==== EXCERPTED DATA ====

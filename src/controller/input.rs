//! Normalized request input: query, form and cookie parameters, or the body.

use percent_encoding::percent_decode_str;
use serde_json::{Map, Value};

/// What `inputs()` found, in order of precedence.
#[derive(Clone, Debug, PartialEq)]
pub enum Inputs {
    /// Query, form and cookie parameters merged (later sources override earlier keys).
    Params(Map<String, Value>),
    /// Decoded JSON body of a JSON request. `Null` when the body did not parse.
    Json(Value),
    /// Raw body text.
    Raw(String),
}

impl Inputs {
    pub fn get(&self, key: &str) -> Option<&Value> {
        match self {
            Inputs::Params(map) => map.get(key),
            Inputs::Json(Value::Object(map)) => map.get(key),
            Inputs::Json(_) | Inputs::Raw(_) => None,
        }
    }

    pub fn into_value(self) -> Value {
        match self {
            Inputs::Params(map) => Value::Object(map),
            Inputs::Json(v) => v,
            Inputs::Raw(s) => Value::String(s),
        }
    }
}

/// Parse `a=1&b[]=2&b[]=3` pairs. Keys ending in `[]` collect into an array; a repeated
/// plain key keeps its last value.
pub(crate) fn parse_params(encoded: &str) -> Map<String, Value> {
    let pairs: Vec<(String, String)> = match serde_urlencoded::from_str(encoded) {
        Ok(p) => p,
        Err(e) => {
            tracing::debug!(error = %e, "ignoring malformed url-encoded input");
            return Map::new();
        }
    };
    let mut out = Map::new();
    for (key, value) in pairs {
        if let Some(base) = key.strip_suffix("[]") {
            match out.get_mut(base) {
                Some(Value::Array(items)) => items.push(Value::String(value)),
                _ => {
                    out.insert(base.to_string(), Value::Array(vec![Value::String(value)]));
                }
            }
        } else {
            out.insert(key, Value::String(value));
        }
    }
    out
}

/// Parse one or more `Cookie` header values (`a=1; b=2`). Each pair splits at its first
/// `=`; only the value is percent-decoded, and `+` stays literal.
pub(crate) fn parse_cookies<'a, I>(headers: I) -> Map<String, Value>
where
    I: IntoIterator<Item = &'a str>,
{
    let mut out = Map::new();
    for header in headers {
        for pair in header.split(';') {
            let Some((name, value)) = pair.split_once('=') else {
                continue;
            };
            let name = name.trim();
            if name.is_empty() {
                continue;
            }
            let value = value.trim().trim_matches('"');
            let decoded = percent_decode_str(value).decode_utf8_lossy().into_owned();
            out.insert(name.to_string(), Value::String(decoded));
        }
    }
    out
}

====

▶ **WHAT YOU HAVE TO DO**:
The answer must consist of every line above that contains the word "parameters".

▶ **SOLUTION FOR THIS PROBLEM**:
//! Normalized request input: query, form and cookie parameters, or the body.
    /// Query, form and cookie parameters merged (later sources override earlier keys).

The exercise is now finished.